Prince Harry and Meghan, the Duchess of Sussex, may be keeping plans about their impending baby under wraps, but that hasn’t stopped everyone in Britain from trying to guess the gender and the name of their first child.
If Britain’s bookmakers are to be believed, it’s definitely a girl — and Diana may well be one of her many names.
The William Hill agency closed the betting on the baby’s gender a few days ago after an “avalanche” of bets poured in from people convinced the royal couple is having a girl.
“The secret’s out, as far as we’re concerned,” firm spokesman Rupert Adams said. “It could be because someone somewhere has seen the scan, or someone has heard something.”
While Adams acknowledged there’s always a chance the surge was based on nothing, he said average betting patterns over the years suggest there’s usually some truth in rumours.

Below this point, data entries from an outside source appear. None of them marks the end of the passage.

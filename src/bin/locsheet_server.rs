//! locsheet API Server binary
//!
//! Standalone HTTP server for spreadsheet conversion.

use clap::Parser;
use locsheet::api::{run_api_server, server::DEFAULT_MAX_UPLOAD_BYTES, ApiConfig};

#[derive(Parser, Debug)]
#[command(name = "locsheet-server")]
#[command(version)]
#[command(about = "locsheet API Server - convert localization spreadsheets over HTTP")]
#[command(long_about = r#"
locsheet API Server

Endpoints:
  - POST /api/convert  - Convert an uploaded workbook
                         multipart parts: file (required), mode (app|backend), sheet
  - GET  /health       - Health check
  - GET  /version      - Server version info
  - GET  /             - API documentation

Responses:
  app mode      {"tr": "<json>", "en": "<json>", "version": "1.0.N"}
  backend mode  {"combined": "<json>"}
  failure       {"error": "..."}  (400 bad request, 500 processing failure)

Example usage:
  locsheet-server                           # Start on localhost:8080
  locsheet-server --host 0.0.0.0 --port 3000

  curl -F file=@strings.xlsx -F mode=backend http://localhost:8080/api/convert
"#)]
struct Args {
    /// Host address to bind to (use 0.0.0.0 for all interfaces)
    #[arg(short = 'H', long, default_value = "127.0.0.1", env = "LOCSHEET_HOST")]
    host: String,

    /// Port to listen on
    #[arg(short, long, default_value = "8080", env = "LOCSHEET_PORT")]
    port: u16,

    /// Maximum upload size in bytes
    #[arg(long, default_value_t = DEFAULT_MAX_UPLOAD_BYTES, env = "LOCSHEET_MAX_UPLOAD")]
    max_upload: usize,
}

#[tokio::main]
async fn main() -> anyhow::Result<()> {
    let args = Args::parse();

    let config = ApiConfig {
        host: args.host,
        port: args.port,
        max_upload_bytes: args.max_upload,
    };

    run_api_server(config).await
}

So far, Diana is topping the bookmakers’ list as a front-running name — William Hill has put the odds at 4/1. Victoria, Alice, Grace and Elizabeth are close behind, while Albert, Arthur and James are popular guesses for a boy.
“A ridiculous number — 80% of bets taken — are for the name Diana,” Adams said. He said he personally doubts Harry would choose a name that so directly evokes his iconic mother’s tragic death in 1997 but added: “There’s every chance of it being a middle name.”
Carolyn Harris, a royal historian who teaches at the University of Toronto’s School of Continuing Studies, agrees that Diana could be a middle name. That’s what Harry’s brother, Prince William, and his wife Kate did for their daughter, Princess Charlotte (the three-year-old’s full name is Charlotte Elizabeth Diana).
“The choice of Diana as a first name would place a lot of pressure on the royal baby, as the press would constantly compare her to her famous grandmother,” she said.
Harris believes Harry and Meghan may adopt a similar approach to the naming of other recently born royal children lower down the line of succession: Choosing a moniker that’s traditional, but one that doesn’t frequently appear within the royal family.
She also thinks a possible middle name could be Ruth — after one of Meghan’s great-grandmothers, as well as Diana’s maternal grandmother, Lady Ruth Fermoy.
Some observers speculate that Meghan, who has long spoken out about women’s rights, could go for a name that evokes strong women in history — a theory Harris thinks has substance.
“A name associated with prominent female historical figures in Britain and/or the United States is certainly a possibility,” she said. Eleanor, for one, could honour both Eleanor Roosevelt and Eleanor of Aquitaine, queen of England in the 12th century.
Harry and Meghan haven’t announced the baby’s gender or the due date, which is widely believed to be sometime in late April.
The pair declared Thursday they are keeping the birth private and won’t be sharing news about the baby’s arrival until they’ve told family and friends. That has led many to jump to the conclusion that they are planning a home birth at their new residence, Frogmore Cottage, close to Windsor Castle outside of London.
Home birth or not, the scenario will be quite different from the media circus that lasted for days outside the London hospital where their sister-in-law Kate’s three children were born. That will significantly dampen the name and gender betting frenzy, according to William Hill, which reported taking “hundreds of bets a minute” every time palace officials announced that Kate had gone into labour.
Whatever name they choose, the new baby will not automatically have the official title of prince or princess. Those titles were given to all three children of William, the eldest son of Prince Charles, heir to the British throne.
Instead, Harry and Meghan’s baby is expected to be styled the Earl of Dumbarton if a boy and Lady Mountbatten-Windsor if a girl. That said, the child’s great-grandmother, Queen Elizabeth II, could change that if she wants the baby to be a prince or princess.
Harry’s first child will be seventh in line for the throne, bumping down Harry’s uncle, Prince Andrew.